AM0424APMPharris.pngTo start, “we took off some of the traditional restraints that many associations have around what can be done in a booth,” adds Harris (in photo). “Rather than saying ‘no’ to an idea, we use the old axiom from improv comedy: ‘yes, and...’ We’ll help them refine an idea to create an experience for attendees rather than simply sell them.”

In particular, the APMP team collaborates on ideas with some of the smaller firms that are exhibitors and sponsors. For example, one firm made their 2023 booth look like a small luxury shoe store where attendees could sit down and try on different styles while discussing their business, and then take home a pair that caught their eye. And for the 2024 event, that exhibitor will create a miniature art gallery in its spaces that connects to the message, “There’s an art to creating winning proposals.”

A Two-Pronged Approach
Harris explains that “we saw the companies that weren’t getting a lot of traffic in 2022 and offered our marketing help” to not only create an interesting booth experience but also to get the right pre-event messaging out to attendees. “Internally, we started reallocating our time,” he adds. “Is it more important for us to build and schedule another webinar, or to make sure that that a sponsor gets the messaging they need and consults with us on a dynamic booth that draws in those warm leads? We’ve chosen the latter approach. It’s a lot of work, but the payoff is great.”

The same goes for the approach to sponsors. APMP allows both sponsor and exhibitor firms to post educational videos on the association’s website through a platform known as APMP TV, and “we make sure the content is truly useful so that a company is seen as a resource rather than an annoyance.” Each new video is mentioned in the association’s rolling marketing campaign, along with whichever fun activation or game the sponsor will host on site. Harris’ team will assist a sponsor with ideas in that area as well.

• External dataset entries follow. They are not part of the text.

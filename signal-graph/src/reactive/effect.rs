//! Computation Implementation
//!
//! A computation is a function that re-runs whenever something it read
//! changes. It receives its previous result and returns the next one.
//!
//! # Kinds
//!
//! - Effects run after every memo of the batch has settled. They are the
//!   place for side effects.
//! - Pure computations (`is_effect == false`) run in the memo phase. A
//!   [`Memo`](super::Memo) is a pure computation that can also be read.
//!
//! # Lifecycle
//!
//! 1. The computation runs once at creation, which records its sources.
//!
//! 2. Before every re-run it drops its sources, disposes everything it
//!    created during the previous run, and runs the cleanups registered with
//!    `on_cleanup`.
//!
//! 3. Disposing it (or its owner) stops it for good.

use std::any::Any;
use std::convert::Infallible;
use std::fmt;
use std::marker::PhantomData;
use std::rc::Rc;

use crate::error::{BoxError, Result};
use crate::graph::{AnyValue, ComputeFn, EqualsFn, Node, NodeId, NodeKind};

use super::SignalContext;

/// Handle to a memo-phase or effect computation.
pub struct Computation<T> {
    id: NodeId,
    marker: PhantomData<fn() -> T>,
}

impl<T: 'static> Computation<T> {
    pub fn id(&self) -> NodeId {
        self.id
    }

    /// The latest result. Never tracked.
    pub fn value(&self, cx: &SignalContext) -> Result<T>
    where
        T: Clone,
    {
        cx.read(self.id, false)
    }

    pub fn with_value<R>(&self, cx: &SignalContext, f: impl FnOnce(&T) -> R) -> Result<R> {
        cx.with_value(self.id, false, f)
    }

    pub fn is_effect(&self, cx: &SignalContext) -> bool {
        cx.kind(self.id) == Some(NodeKind::Effect)
    }

    pub fn dispose(&self, cx: &SignalContext) {
        cx.dispose(self.id);
    }

    pub fn is_disposed(&self, cx: &SignalContext) -> bool {
        cx.is_disposed(self.id)
    }
}

impl<T> Clone for Computation<T> {
    fn clone(&self) -> Self {
        *self
    }
}

impl<T> Copy for Computation<T> {}

impl<T> PartialEq for Computation<T> {
    fn eq(&self, other: &Self) -> bool {
        self.id == other.id
    }
}

impl<T> Eq for Computation<T> {}

impl<T> fmt::Debug for Computation<T> {
    fn fmt(&self, f: &mut fmt::Formatter<'_>) -> fmt::Result {
        f.debug_tuple("Computation").field(&self.id).finish()
    }
}

/// Lift an infallible compute function.
pub(crate) fn infallible<T, F>(mut f: F) -> impl FnMut(&SignalContext, &T) -> Result<T, Infallible>
where
    F: FnMut(&SignalContext, &T) -> T,
{
    move |cx: &SignalContext, previous: &T| -> Result<T, Infallible> { Ok(f(cx, previous)) }
}

/// Erase a typed compute function for storage on a node.
pub(crate) fn erase_compute<T, E, F>(mut f: F) -> ComputeFn
where
    T: 'static,
    E: Into<BoxError>,
    F: FnMut(&SignalContext, &T) -> Result<T, E> + 'static,
{
    Box::new(move |cx: &SignalContext, previous: &dyn Any| -> Result<AnyValue, BoxError> {
        let previous = previous.downcast_ref::<T>().ok_or_else(|| {
            BoxError::from(format!(
                "previous value is not a {}",
                std::any::type_name::<T>()
            ))
        })?;
        let next = f(cx, previous).map_err(Into::into)?;
        Ok(Rc::new(next) as AnyValue)
    })
}

impl SignalContext {
    /// Create a computation owned by the current scope and run it once.
    ///
    /// With `is_effect` the computation is queued as an effect on later
    /// changes; otherwise it runs in the memo phase.
    pub fn create_computation<T, F>(&self, f: F, initial: T, is_effect: bool) -> Result<Computation<T>>
    where
        T: 'static,
        F: FnMut(&SignalContext, &T) -> T + 'static,
    {
        self.try_create_computation(infallible(f), initial, is_effect)
    }

    /// Like [`create_computation`](Self::create_computation) with a fallible
    /// function. An error from any run surfaces as
    /// [`Error::Compute`](crate::Error::Compute).
    pub fn try_create_computation<T, E, F>(
        &self,
        f: F,
        initial: T,
        is_effect: bool,
    ) -> Result<Computation<T>>
    where
        T: 'static,
        E: Into<BoxError>,
        F: FnMut(&SignalContext, &T) -> Result<T, E> + 'static,
    {
        let kind = if is_effect {
            NodeKind::Effect
        } else {
            NodeKind::Memo
        };
        let id = self.spawn_computation(kind, Rc::new(initial), erase_compute(f), None)?;
        Ok(Computation {
            id,
            marker: PhantomData,
        })
    }

    pub fn create_effect<T, F>(&self, f: F, initial: T) -> Result<Computation<T>>
    where
        T: 'static,
        F: FnMut(&SignalContext, &T) -> T + 'static,
    {
        self.create_computation(f, initial, true)
    }

    pub fn try_create_effect<T, E, F>(&self, f: F, initial: T) -> Result<Computation<T>>
    where
        T: 'static,
        E: Into<BoxError>,
        F: FnMut(&SignalContext, &T) -> Result<T, E> + 'static,
    {
        self.try_create_computation(f, initial, true)
    }

    /// Insert a computation node and run it. A node whose first run fails is
    /// disposed again before the error is returned.
    pub(super) fn spawn_computation(
        &self,
        kind: NodeKind,
        initial: AnyValue,
        compute: ComputeFn,
        equals: Option<EqualsFn>,
    ) -> Result<NodeId> {
        let node = Node::computation(kind, self.current_owner(), initial, compute, equals);
        let id = self.insert_node(node);
        if let Err(err) = self.update_computation(id) {
            self.dispose(id);
            return Err(err);
        }
        Ok(id)
    }
}

// ---- Tests ----

#[cfg(test)]
mod tests {
    use super::*;
    use crate::error::Error;
    use std::cell::{Cell, RefCell};

    #[test]
    fn effect_runs_on_creation() {
        let cx = SignalContext::new();
        let ran = Rc::new(Cell::new(false));
        let flag = ran.clone();

        let effect = cx.create_effect(move |_, _| flag.set(true), ()).unwrap();

        assert!(ran.get());
        assert!(effect.is_effect(&cx));
        assert_eq!(cx.updated_time(effect.id()), Some(cx.exec_count()));
    }

    #[test]
    fn effect_reruns_on_change() {
        let cx = SignalContext::new();
        let signal = cx.create_signal(1);
        let seen = Rc::new(RefCell::new(Vec::new()));

        let log = seen.clone();
        cx.create_effect(move |cx, _| log.borrow_mut().push(signal.get(cx)), ())
            .unwrap();

        signal.set(&cx, 2).unwrap();
        signal.set(&cx, 3).unwrap();
        assert_eq!(*seen.borrow(), vec![1, 2, 3]);
    }

    #[test]
    fn computation_receives_previous_value() {
        let cx = SignalContext::new();
        let signal = cx.create_signal(1);
        let sum = cx
            .create_effect(move |cx, total: &i32| total + signal.get(cx), 0)
            .unwrap();
        assert_eq!(sum.value(&cx).unwrap(), 1);

        signal.set(&cx, 10).unwrap();
        assert_eq!(sum.value(&cx).unwrap(), 11);
    }

    #[test]
    fn pure_computation_runs_before_effects() {
        let cx = SignalContext::new();
        let signal = cx.create_signal(0);
        let order = Rc::new(RefCell::new(Vec::new()));

        let log = order.clone();
        cx.create_computation(
            move |cx, _| {
                signal.get(cx);
                log.borrow_mut().push("effect");
            },
            (),
            true,
        )
        .unwrap();
        let log = order.clone();
        let pure = cx
            .create_computation(
                move |cx, _| {
                    signal.get(cx);
                    log.borrow_mut().push("pure");
                },
                (),
                false,
            )
            .unwrap();
        assert!(!pure.is_effect(&cx));

        order.borrow_mut().clear();
        signal.set(&cx, 1).unwrap();
        assert_eq!(*order.borrow(), vec!["pure", "effect"]);
    }

    #[test]
    fn disposed_effect_stops_running() {
        let cx = SignalContext::new();
        let signal = cx.create_signal(0);
        let runs = Rc::new(Cell::new(0));

        let counter = runs.clone();
        let effect = cx
            .create_effect(
                move |cx, _| {
                    signal.get(cx);
                    counter.set(counter.get() + 1);
                },
                (),
            )
            .unwrap();

        effect.dispose(&cx);
        assert_eq!(cx.subscriber_count(signal.id()), 0);

        signal.set(&cx, 1).unwrap();
        assert_eq!(runs.get(), 1);
        assert!(matches!(effect.value(&cx), Err(Error::Disposed(_))));
    }

    #[test]
    fn failing_first_run_disposes_node() {
        let cx = SignalContext::new();
        let before = cx.node_count();

        let err = cx
            .try_create_effect(|_, _: &()| Err("boom"), ())
            .unwrap_err();

        assert!(matches!(&err, Error::Compute { source, .. } if source.to_string() == "boom"));
        assert_eq!(cx.node_count(), before);
    }

    #[test]
    fn failing_rerun_surfaces_error() {
        let cx = SignalContext::new();
        let signal = cx.create_signal(0);

        let effect = cx
            .try_create_effect(
                move |cx, _: &()| {
                    if signal.get(cx) > 0 {
                        return Err(format!("rejected {}", signal.get(cx)));
                    }
                    Ok(())
                },
                (),
            )
            .unwrap();
        assert_eq!(cx.source_count(effect.id()), 1);

        let err = signal.set(&cx, 1).unwrap_err();
        assert_eq!(err.node(), Some(effect.id()));
        assert!(err.to_string().contains("rejected 1"));
        // The failed run read the signal before failing.
        assert_eq!(cx.source_count(effect.id()), 1);
        assert!(!cx.is_batching());
    }

    #[test]
    fn rerun_disposes_children_created_by_previous_run() {
        let cx = SignalContext::new();
        let signal = cx.create_signal(0);
        let inner_runs = Rc::new(Cell::new(0));

        let counter = inner_runs.clone();
        let outer = cx
            .create_effect(
                move |cx, _| {
                    signal.get(cx);
                    let counter = counter.clone();
                    cx.create_effect(move |_, _| counter.set(counter.get() + 1), ())
                        .map(|inner| inner.id())
                        .ok()
                },
                None,
            )
            .unwrap();

        let first = outer.value(&cx).unwrap().unwrap();
        assert_eq!(cx.owner(first), Some(outer.id()));

        signal.set(&cx, 1).unwrap();
        let second = outer.value(&cx).unwrap().unwrap();

        assert!(cx.is_disposed(first));
        assert!(!cx.is_disposed(second));
        assert_eq!(cx.children(outer.id()), vec![second]);
        assert_eq!(inner_runs.get(), 2);
    }
}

Two other tactics APMP uses to ensure the show floor is delivering for exhibitors is to have no educational sessions in the hall and to keep exhibits open as sessions take place. With the first, “we don’t want too much distraction on the show floor; let exhibitors get their one-on-one conversations without attendees just popping in on their way to a theater at the far end,” says Harris. And with the second, “we’ve noticed a slight decline in session attendance but the floor is buzzing; attendees want to be there, and exhibitors and sponsors are getting the leads they want.”

A Bit More Tough Love
One other way APMP creates scarcity on the show floor and keeps the playing field more level for smaller exhibitors: “We don't have a sign-up program for next year’s space; we don't want exhibitors to simply race for a position on the floor. Instead, we want them thinking about the dynamics of their booth, and that's where we see some breakout concepts that we have not seen before. When they do that, it's not so much that we need to market the show itself; it’s more that we market the activity within the show.”

The financial results coming from APMP’s deliberate approach—growing both attendance and exhibit space by a maximum of 10 percent each year—are impressive: The association has seen 34 percent more event-related revenue in the past two years. Quality is winning the day versus quantity.

Given the size of his staff, Harris says that’s a necessity. “We couldn’t use this consultative approach if our event was twice the size,” he notes. For any association, however, “if you're not acting as a sales partner for exhibitors and sponsors, you're missing out on opportunities. It’s what exhibitors and sponsors crave now, and it’s what their CFOs demand of them.”

“When an association helps exhibitors and sponsors generate warm leads and revenue, the cost to participate becomes much less of a factor in their decision whether to be there.”